The entire energy complex took its foot off the accelerator on Tuesday following the significant gains racked up in Monday’s session. September natural gas futures ended up dropping three pennies to $4.001, while September crude futures backed off 16 cents to $71.42/bbl.
Following Monday’s rally, traders and analysts alike were making comparisons to the late April-early May rally that saw front-month futures jump from $3.155 to $4.575 over the course of 12 days. While that rally — along with a few more since — have failed to find follow-through buying, traders continue to look for the the move that will finally succeed.
“Following its jump higher Monday, the market appeared to settle down a little bit on Tuesday,” said Gene McGillian, a broker at Tradition Energy. “Without the other side of the energy complex really turning back south, I think natural gas futures will continue to be propped up. The fundamentals in the gas market have not changed, but everyone is focused on later this year. Demand levels will start to climb back up again, so prices will surely follow.”
McGillian said the key to the recent rally is whether it is for real this time around. “We saw this pattern develop two-and-a-half months ago and the market ended up having to retreat because it was premature,” he told NGI. “Only time will tell whether or not this move is for real, or whether it is another premature loading of the gun. We’ve been pointing out to our clients that the $3.200 to $4.500 area is the market’s current boundaries. The thing you have to remember is as we get toward the end of the year, prices historically climb, so prices will likely head higher as well. Without further gains in the oil and equity markets or any real tangible growth in energy demand, I think we have a couple more months of seesaw trading.
“Because the fundamentals are currently unsupportive, I think the rallies that are coming along are unstable at best. If they turn and you’re positioned at the wrong point, you’re subject to a lot of pain.”
Analysts see a lot of work ahead for the bullish camp. “The bulls have to launch an attack on resistance overhead, with the ultimate objective of breaking over this year’s major resistance at $4.690,” said Peter Beutel, president of Cameron Hanover, a Connecticut-based energy consulting firm. He pointed out that “The high for 2009 is $6.240/MMBtu, but that was reached as prices were declining, on their way towards $3.155. The psychology has changed and is still changing.

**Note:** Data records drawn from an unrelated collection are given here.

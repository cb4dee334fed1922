use crate::error::{ConfigError, Error, Result};
use globset::{Glob, GlobSet, GlobSetBuilder};
use ironframe_scanner::SourceOptions;
use serde::Deserialize;
use std::fs;
use std::path::{Path, PathBuf};

/// Plugin options, usually read from `ironframe.toml`.
#[derive(Debug, Clone, PartialEq, Eq, Deserialize)]
pub struct Config {
    /// Overrides the Host's stylesheet minification flag when set.
    #[serde(default)]
    pub minify: Option<bool>,
    /// Globs pre-scanned from disk when the build starts.
    #[serde(default)]
    pub sources: Vec<String>,
    /// Unit ids matching these globs are never scanned.
    #[serde(default)]
    pub ignore: Vec<String>,
    /// Extra foreign transform steps to leave out of the replay.
    #[serde(default)]
    pub skip_transforms: Vec<String>,
    #[serde(default = "default_base_path")]
    pub base_path: PathBuf,
}

pub fn load(path: &Path) -> std::result::Result<Config, ConfigError> {
    let text = fs::read_to_string(path).map_err(|source| ConfigError::Read {
        path: path.to_path_buf(),
        source,
    })?;
    toml::from_str(&text).map_err(|source| ConfigError::Parse {
        path: path.to_path_buf(),
        source,
    })
}

impl Config {
    /// `minify` wins over the Host flag; a Host that leaves minification
    /// unset still gets minified output.
    pub fn resolve_minify(&self, host_css_minify: Option<bool>) -> bool {
        self.minify.unwrap_or(host_css_minify != Some(false))
    }

    pub fn ignore_set(&self) -> Result<GlobSet> {
        let mut builder = GlobSetBuilder::new();
        for pattern in &self.ignore {
            let glob = Glob::new(pattern).map_err(|source| Error::IgnorePattern {
                pattern: pattern.clone(),
                source,
            })?;
            builder.add(glob);
        }
        builder.build().map_err(|source| Error::IgnorePattern {
            pattern: self.ignore.join(","),
            source,
        })
    }

    pub fn source_options(&self) -> SourceOptions {
        SourceOptions {
            base_path: self.base_path.clone(),
            ..SourceOptions::default()
        }
    }
}

fn default_base_path() -> PathBuf {
    PathBuf::from(".")
}

impl Default for Config {
    fn default() -> Self {
        Self {
            minify: None,
            sources: Vec::new(),
            ignore: Vec::new(),
            skip_transforms: Vec::new(),
            base_path: default_base_path(),
        }
    }
}
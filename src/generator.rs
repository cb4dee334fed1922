use crate::candidates::CandidateStore;
use crate::error::{CompileError, Result};
use async_trait::async_trait;
use std::sync::Arc;

#[derive(Debug, Clone, Copy, PartialEq, Eq, Default)]
pub struct OptimizeOptions {
    pub minify: bool,
}

/// The stylesheet compiler the plugin drives.
#[async_trait]
pub trait Compiler: Send + Sync {
    /// Parses an entry stylesheet into something candidates can be built
    /// against.
    async fn compile(
        &self,
        entry: &str,
    ) -> std::result::Result<Box<dyn CompiledStylesheet>, CompileError>;

    async fn optimize(
        &self,
        css: &str,
        options: OptimizeOptions,
    ) -> std::result::Result<String, CompileError>;
}

#[async_trait]
pub trait CompiledStylesheet: Send + Sync {
    async fn build(&self, candidates: &[String]) -> std::result::Result<String, CompileError>;
}

/// Builds stylesheet text from an entry source and the shared candidates.
pub struct StylesheetGenerator {
    compiler: Arc<dyn Compiler>,
    candidates: Arc<CandidateStore>,
}

impl StylesheetGenerator {
    pub fn new(compiler: Arc<dyn Compiler>, candidates: Arc<CandidateStore>) -> Self {
        Self {
            compiler,
            candidates,
        }
    }

    pub async fn generate(&self, entry: &str) -> Result<String> {
        let compiled = self.compiler.compile(entry).await?;
        let candidates = self.candidates.snapshot();
        let css = compiled.build(&candidates).await?;
        tracing::debug!(
            candidates = candidates.len(),
            bytes = css.len(),
            "generated stylesheet"
        );
        Ok(css)
    }

    pub async fn generate_optimized(&self, entry: &str, minify: bool) -> Result<String> {
        let css = self.generate(entry).await?;
        let optimized = self
            .compiler
            .optimize(&css, OptimizeOptions { minify })
            .await?;
        Ok(optimized)
    }
}
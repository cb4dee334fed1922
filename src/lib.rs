//! Bundler plugin that keeps ironframe-generated stylesheets in sync with the
//! sources they are generated from.
//!
//! Every source unit the Host transforms is scanned for candidate class
//! names. Stylesheets containing `@tailwind utilities` are generated from the
//! accumulated candidates, then replayed through the Host's other transform
//! steps. During a dev session, new candidates invalidate the stylesheets
//! generated so far; in a production build the emitted stylesheet assets are
//! rewritten once the bundle is complete.
//!
//! The Scanner, Compiler and Host are reached through traits:
//! [`Scanner`], [`Compiler`], [`DevSession`] and [`PluginContext`].
//! [`ClassScanner`] is the stock scanner.

pub mod candidates;
pub mod config;
pub mod error;
pub mod generator;
pub mod host;
pub mod invalidation;
pub mod plugin;
pub mod scanner;
pub mod transform;

#[cfg(test)]
mod testing;

pub use candidates::CandidateStore;
pub use config::Config;
pub use error::{CompileError, CompileStage, ConfigError, ContextError, Error, Result};
pub use generator::{CompiledStylesheet, Compiler, OptimizeOptions, StylesheetGenerator};
pub use host::{
    AssetSource, DevSession, HotPayload, ModuleKind, ModuleNode, OutputAsset, OutputBundle,
    OutputChunk, OutputItem, PluginContext, PluginRegistration, ResolvedConfig, Update,
};
pub use invalidation::{InvalidationCoordinator, UnitState};
pub use plugin::{GENERATION_MARKER, IronframePlugin, Mode};
pub use scanner::{ClassScanner, Scanner, SourceScanner};
pub use transform::{ForeignTransforms, TransformHandler, TransformHook, TransformOutput};
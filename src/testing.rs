//! Fakes for the Host, Compiler and foreign steps used across unit tests.

use crate::error::{CompileError, ContextError};
use crate::generator::{CompiledStylesheet, Compiler, OptimizeOptions};
use crate::host::{DevSession, HotPayload, ModuleKind, ModuleNode, PluginContext};
use crate::plugin::GENERATION_MARKER;
use crate::transform::{TransformHandler, transform_fn};
use async_trait::async_trait;
use parking_lot::Mutex;
use std::collections::HashMap;
use std::sync::Arc;

#[derive(Default)]
pub struct RecordingContext {
    warnings: Mutex<Vec<String>>,
    watch_files: Mutex<Vec<String>>,
}

impl RecordingContext {
    pub fn warnings(&self) -> Vec<String> {
        self.warnings.lock().clone()
    }

    pub fn watch_files(&self) -> Vec<String> {
        self.watch_files.lock().clone()
    }
}

impl PluginContext for RecordingContext {
    fn warn(&self, message: &str) {
        self.warnings.lock().push(message.to_string());
    }

    fn add_watch_file(&self, id: &str) {
        self.watch_files.lock().push(id.to_string());
    }

    fn get_combined_sourcemap(&self) -> Result<String, ContextError> {
        Ok(r#"{"version":3,"mappings":""}"#.to_string())
    }
}

/// Replaces the generation marker with one `.candidate{}` rule per line.
/// Entries containing `@error` fail to compile.
pub struct MarkerCompiler;

struct MarkerStylesheet {
    entry: String,
}

#[async_trait]
impl Compiler for MarkerCompiler {
    async fn compile(&self, entry: &str) -> Result<Box<dyn CompiledStylesheet>, CompileError> {
        if entry.contains("@error") {
            return Err(CompileError::compile("unexpected @error"));
        }
        Ok(Box::new(MarkerStylesheet {
            entry: entry.to_string(),
        }))
    }

    async fn optimize(&self, css: &str, options: OptimizeOptions) -> Result<String, CompileError> {
        if options.minify {
            Ok(css.lines().map(str::trim).collect())
        } else {
            Ok(format!("{css}\n"))
        }
    }
}

#[async_trait]
impl CompiledStylesheet for MarkerStylesheet {
    async fn build(&self, candidates: &[String]) -> Result<String, CompileError> {
        let rules = candidates
            .iter()
            .map(|candidate| format!(".{candidate}{{}}"))
            .collect::<Vec<_>>()
            .join("\n");
        Ok(self.entry.replace(GENERATION_MARKER, &rules))
    }
}

#[derive(Default)]
pub struct FakeSession {
    modules: Mutex<HashMap<String, ModuleNode>>,
    invalidated: Mutex<Vec<String>>,
    sent: Mutex<Vec<HotPayload>>,
}

impl FakeSession {
    pub fn add_module(&self, id: &str, url: &str, kind: ModuleKind) {
        self.modules.lock().insert(
            id.to_string(),
            ModuleNode {
                id: id.to_string(),
                url: url.to_string(),
                kind,
            },
        );
    }

    pub fn remove_module(&self, id: &str) {
        self.modules.lock().remove(id);
    }

    pub fn invalidated(&self) -> Vec<String> {
        self.invalidated.lock().clone()
    }

    pub fn sent(&self) -> Vec<HotPayload> {
        self.sent.lock().clone()
    }
}

impl DevSession for FakeSession {
    fn module_by_id(&self, id: &str) -> Option<ModuleNode> {
        self.modules.lock().get(id).cloned()
    }

    fn invalidate_module(&self, module: &ModuleNode) {
        self.invalidated.lock().push(module.id.clone());
    }

    fn send(&self, payload: HotPayload) {
        self.sent.lock().push(payload);
    }
}

pub fn uppercase() -> Arc<dyn TransformHandler> {
    transform_fn(|code, _id| Ok(Some(code.to_uppercase())))
}

pub fn append(suffix: &'static str) -> Arc<dyn TransformHandler> {
    transform_fn(move |code, _id| Ok(Some(format!("{code}{suffix}"))))
}

pub fn failing() -> Arc<dyn TransformHandler> {
    transform_fn(|_code, _id| Err(anyhow::anyhow!("boom")))
}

Four weeks ago inventory surpluses were the undisputed primary factors in this market. Now, while they remain important, the recovering economy, higher oil prices and low rig counts are coming into their own as factors likely to elicit a trading response.”
Traders looking at the economy to gain insight into the direction of natural gas prices were disappointed with the 8:30 a.m. EDT Tuesday release of June personal income and consumer spending figures by the Commerce Department. Expectations were for a decline in personal income of 1.1% from May’s stout 1.4% gain. The actual figure came in at minus 1.3%. Consumer spending rose 0.4%, just ahead of expectations of 0.3% and May’s rise of 0.3%.